Work item
Repeat each entry. Keep every line exactly as it is.

Extracted data
--
//! Per-cell board state.

/// The exclusive state of one board cell.
///
/// A cell is in exactly one state at a time. `Frontier`, `Visited` and
/// `Path` are written by a search run and replace `Empty`, never `Start`,
/// `Goal` or `Barrier`.
#[derive(Debug, Clone, Copy, PartialEq, Eq, Hash, Default)]
#[cfg_attr(feature = "serde", derive(serde::Serialize, serde::Deserialize))]
pub enum CellState {
    /// Unused cell, open to exploration.
    #[default]
    Empty,
    /// An obstacle; never enters a search frontier.
    Barrier,
    /// The single search origin.
    Start,
    /// The single search target.
    Goal,
    /// Discovered but not yet finalized by the search.
    Frontier,
    /// Finalized by the search, off the reconstructed path.
    Visited,
    /// On the reconstructed shortest path.
    Path,
}

impl CellState {
    /// Whether a search may step onto a cell in this state.
    pub const fn is_passable(self) -> bool {
        !matches!(self, CellState::Barrier)
    }

    /// Whether this is one of the two endpoint states.
    pub const fn is_endpoint(self) -> bool {
        matches!(self, CellState::Start | CellState::Goal)
    }

    /// Whether this state was written by a search run.
    pub const fn is_search_mark(self) -> bool {
        matches!(
            self,
            CellState::Frontier | CellState::Visited | CellState::Path
        )
    }
}

#[cfg(test)]
mod tests {
    use super::*;

    #[test]
    fn default_is_empty() {
        assert_eq!(CellState::default(), CellState::Empty);
    }

    #[test]
    fn only_barriers_block() {
        assert!(!CellState::Barrier.is_passable());
        assert!(CellState::Empty.is_passable());
        assert!(CellState::Start.is_passable());
        assert!(CellState::Goal.is_passable());
        assert!(CellState::Frontier.is_passable());
        assert!(CellState::Visited.is_passable());
        assert!(CellState::Path.is_passable());
    }

    #[test]
    fn endpoint_and_mark_partition() {
        assert!(CellState::Start.is_endpoint());
        assert!(CellState::Goal.is_endpoint());
        assert!(!CellState::Frontier.is_endpoint());

        assert!(CellState::Frontier.is_search_mark());
        assert!(CellState::Visited.is_search_mark());
        assert!(CellState::Path.is_search_mark());
        assert!(!CellState::Barrier.is_search_mark());
        assert!(!CellState::Start.is_search_mark());
    }
}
--
Response for this exercise
//! Per-cell board state.

/// The exclusive state of one board cell.
///
/// A cell is in exactly one state at a time. `Frontier`, `Visited` and
/// `Path` are written by a search run and replace `Empty`, never `Start`,
/// `Goal` or `Barrier`.
#[derive(Debug, Clone, Copy, PartialEq, Eq, Hash, Default)]
#[cfg_attr(feature = "serde", derive(serde::Serialize, serde::Deserialize))]
pub enum CellState {
    /// Unused cell, open to exploration.
    #[default]
    Empty,
    /// An obstacle; never enters a search frontier.
    Barrier,
    /// The single search origin.
    Start,
    /// The single search target.
    Goal,
    /// Discovered but not yet finalized by the search.
    Frontier,
    /// Finalized by the search, off the reconstructed path.
    Visited,
    /// On the reconstructed shortest path.
    Path,
}

impl CellState {
    /// Whether a search may step onto a cell in this state.
    pub const fn is_passable(self) -> bool {
        !matches!(self, CellState::Barrier)
    }

    /// Whether this is one of the two endpoint states.
    pub const fn is_endpoint(self) -> bool {
        matches!(self, CellState::Start | CellState::Goal)
    }

    /// Whether this state was written by a search run.
    pub const fn is_search_mark(self) -> bool {
        matches!(
            self,
            CellState::Frontier | CellState::Visited | CellState::Path
        )
    }
}

#[cfg(test)]
mod tests {
    use super::*;

    #[test]
    fn default_is_empty() {
        assert_eq!(CellState::default(), CellState::Empty);
    }

    #[test]
    fn only_barriers_block() {
        assert!(!CellState::Barrier.is_passable());
        assert!(CellState::Empty.is_passable());
        assert!(CellState::Start.is_passable());
        assert!(CellState::Goal.is_passable());
        assert!(CellState::Frontier.is_passable());
        assert!(CellState::Visited.is_passable());
        assert!(CellState::Path.is_passable());
    }

    #[test]
    fn endpoint_and_mark_partition() {
        assert!(CellState::Start.is_endpoint());
        assert!(CellState::Goal.is_endpoint());
        assert!(!CellState::Frontier.is_endpoint());

        assert!(CellState::Frontier.is_search_mark());
        assert!(CellState::Visited.is_search_mark());
        assert!(CellState::Path.is_search_mark());
        assert!(!CellState::Barrier.is_search_mark());
        assert!(!CellState::Start.is_search_mark());
    }
}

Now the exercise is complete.